I'm sitting here, near my window, and the heavy sky is throbbing above in deep grunting discolored voices, threatening the pane with ominous liquid possibilities. I quite like the word liquid. It's terse, handsome and upright. If I were to bestow upon it the vestiges of a human form, I would imagine it to be a man sharply dressed in a black tuxedo, reserved, graceful, and erudite, but one who has hidden beneath his charming facade a life, a disposition, a history quite sinister. Now I can hear the noise of rain outside. A river of sounds in which the individual drops have sacrificed their identities and produced after an eternity of fall a moment of both aural and visual poignancy - a perfect pear, tranquil and transparent, upon whose surface the Sun had poured the fruits of his deliberations, disintegrating into its formless constituent after touching the philistine contours of my window.
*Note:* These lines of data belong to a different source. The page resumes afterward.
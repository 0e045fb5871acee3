//! Operator swaps on binary expressions. Each family is its own operator id.

use crate::ast::{BinaryOp, Node, NodeId, NodeKind, SourceUnit};
use crate::mutation::operator::{MutationOperator, OperatorError};
use crate::mutation::{Mutation, Replacement};

const ARITHMETIC_TABLE: &[(BinaryOp, BinaryOp)] = &[
    (BinaryOp::Add, BinaryOp::Sub),
    (BinaryOp::Sub, BinaryOp::Add),
    (BinaryOp::Mul, BinaryOp::Div),
    (BinaryOp::Div, BinaryOp::Mul),
    (BinaryOp::Rem, BinaryOp::Mul),
];

const RELATIONAL_BOUNDARY_TABLE: &[(BinaryOp, BinaryOp)] = &[
    (BinaryOp::Lt, BinaryOp::Le),
    (BinaryOp::Le, BinaryOp::Lt),
    (BinaryOp::Gt, BinaryOp::Ge),
    (BinaryOp::Ge, BinaryOp::Gt),
];

const RELATIONAL_NEGATION_TABLE: &[(BinaryOp, BinaryOp)] = &[
    (BinaryOp::Lt, BinaryOp::Ge),
    (BinaryOp::Le, BinaryOp::Gt),
    (BinaryOp::Gt, BinaryOp::Le),
    (BinaryOp::Ge, BinaryOp::Lt),
];

const EQUALITY_NEGATION_TABLE: &[(BinaryOp, BinaryOp)] = &[
    (BinaryOp::Eq, BinaryOp::Ne),
    (BinaryOp::Ne, BinaryOp::Eq),
    (BinaryOp::Identical, BinaryOp::NotIdentical),
    (BinaryOp::NotIdentical, BinaryOp::Identical),
];

const LOGICAL_FLIP_TABLE: &[(BinaryOp, BinaryOp)] = &[
    (BinaryOp::And, BinaryOp::Or),
    (BinaryOp::Or, BinaryOp::And),
];

/// Replaces the operator of a binary expression according to a fixed table,
/// keeping both operands.
#[derive(Debug, Clone)]
pub struct BinarySwap {
    id: &'static str,
    table: &'static [(BinaryOp, BinaryOp)],
}

impl BinarySwap {
    pub const ARITHMETIC: &'static str = "arithmetic";
    pub const RELATIONAL_BOUNDARY: &'static str = "relational_boundary";
    pub const RELATIONAL_NEGATION: &'static str = "relational_negation";
    pub const EQUALITY_NEGATION: &'static str = "equality_negation";
    pub const LOGICAL_FLIP: &'static str = "logical_flip";

    pub fn arithmetic() -> Self {
        Self {
            id: Self::ARITHMETIC,
            table: ARITHMETIC_TABLE,
        }
    }

    pub fn relational_boundary() -> Self {
        Self {
            id: Self::RELATIONAL_BOUNDARY,
            table: RELATIONAL_BOUNDARY_TABLE,
        }
    }

    pub fn relational_negation() -> Self {
        Self {
            id: Self::RELATIONAL_NEGATION,
            table: RELATIONAL_NEGATION_TABLE,
        }
    }

    pub fn equality_negation() -> Self {
        Self {
            id: Self::EQUALITY_NEGATION,
            table: EQUALITY_NEGATION_TABLE,
        }
    }

    pub fn logical_flip() -> Self {
        Self {
            id: Self::LOGICAL_FLIP,
            table: LOGICAL_FLIP_TABLE,
        }
    }

    fn swap_for(&self, op: BinaryOp) -> Option<BinaryOp> {
        self.table
            .iter()
            .find(|(from, _)| *from == op)
            .map(|(_, to)| *to)
    }
}

impl MutationOperator for BinarySwap {
    fn id(&self) -> &'static str {
        self.id
    }

    fn handles(&self, unit: &SourceUnit, node: NodeId) -> bool {
        match unit.tree.kind(node) {
            NodeKind::Binary { op, .. } => self.swap_for(*op).is_some(),
            _ => false,
        }
    }

    fn expand(&self, unit: &SourceUnit, node: NodeId) -> Result<Vec<Mutation>, OperatorError> {
        let NodeKind::Binary { op, lhs, rhs } = unit.tree.kind(node) else {
            return Ok(Vec::new());
        };
        let Some(swapped) = self.swap_for(*op) else {
            return Ok(Vec::new());
        };

        let mut replacement = Replacement::empty();
        let binary = replacement.push(Node::fresh(NodeKind::Binary {
            op: swapped,
            lhs: *lhs,
            rhs: *rhs,
        }));
        Ok(vec![Mutation::new(
            self.id,
            unit,
            node,
            replacement.with_root(binary),
            format!("{} -> {}", op.symbol(), swapped.symbol()),
        )])
    }
}

#[cfg(test)]
mod tests {
    use super::*;
    use crate::ast::builder::TreeBuilder;
    use crate::mutation::operators::test_support::mutate_all;

    fn expression(op: BinaryOp) -> SourceUnit {
        let mut b = TreeBuilder::new();
        let a = b.var("$a");
        let c = b.var("$b");
        let expr = b.binary(op, a, c);
        let ret = b.ret(Some(expr));
        let root = b.unit(vec![ret]);
        b.finish("a.php", root).unwrap()
    }

    fn mutants(operator: BinarySwap, op: BinaryOp) -> Vec<String> {
        mutate_all(&operator, &expression(op))
    }

    #[test]
    fn test_arithmetic() {
        assert_eq!(mutants(BinarySwap::arithmetic(), BinaryOp::Add), vec!["return $a - $b;\n"]);
        assert_eq!(mutants(BinarySwap::arithmetic(), BinaryOp::Div), vec!["return $a * $b;\n"]);
        assert_eq!(mutants(BinarySwap::arithmetic(), BinaryOp::Rem), vec!["return $a * $b;\n"]);
        assert!(mutants(BinarySwap::arithmetic(), BinaryOp::Concat).is_empty());
    }

    #[test]
    fn test_relational() {
        assert_eq!(
            mutants(BinarySwap::relational_boundary(), BinaryOp::Lt),
            vec!["return $a <= $b;\n"]
        );
        assert_eq!(
            mutants(BinarySwap::relational_negation(), BinaryOp::Lt),
            vec!["return $a >= $b;\n"]
        );
        assert_eq!(
            mutants(BinarySwap::relational_negation(), BinaryOp::Ge),
            vec!["return $a < $b;\n"]
        );
        assert!(mutants(BinarySwap::relational_boundary(), BinaryOp::Eq).is_empty());
    }

    #[test]
    fn test_equality_and_logical() {
        assert_eq!(
            mutants(BinarySwap::equality_negation(), BinaryOp::Identical),
            vec!["return $a !== $b;\n"]
        );
        assert_eq!(mutants(BinarySwap::logical_flip(), BinaryOp::Or), vec!["return $a && $b;\n"]);
        assert!(mutants(BinarySwap::logical_flip(), BinaryOp::Coalesce).is_empty());
    }

    #[test]
    fn test_nested_operands_keep_grouping() {
        let mut b = TreeBuilder::new();
        let a = b.var("$a");
        let c = b.var("$b");
        let sum = b.binary(BinaryOp::Add, a, c);
        let two = b.int(2);
        let product = b.binary(BinaryOp::Mul, sum, two);
        let ret = b.ret(Some(product));
        let root = b.unit(vec![ret]);
        let unit = b.finish("a.php", root).unwrap();
        assert_eq!(unit.source, "return ($a + $b) * 2;\n");

        assert_eq!(
            mutate_all(&BinarySwap::arithmetic(), &unit),
            vec![
                "return ($a + $b) / 2;\n".to_string(),
                "return ($a - $b) * 2;\n".to_string(),
            ]
        );
    }
}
I also notice that the vague impression of rain which I receive filtered through the window is probably more beautiful, more evocative than the actual rain itself - as if its essence, the rainness of rain, has been distilled through the clear glass and I receive not the knowledge of this particular instance of precipitation but a deeper more abstract experience which stands proxy to all those junctions of my life which were made slower and more beautiful by the cold, wet, and cozy presence of rain. The weather is brisk, the air quietened by the steady beat of falling drops - a low constant note, a canvas which has been uniformly painted in a dark hue, the background taste of salt, the default response to the questions of a questionnaire - an abstraction which is chipping away reality at its edges and inducing in me the fantastic images which are the harbinger of deep sleep.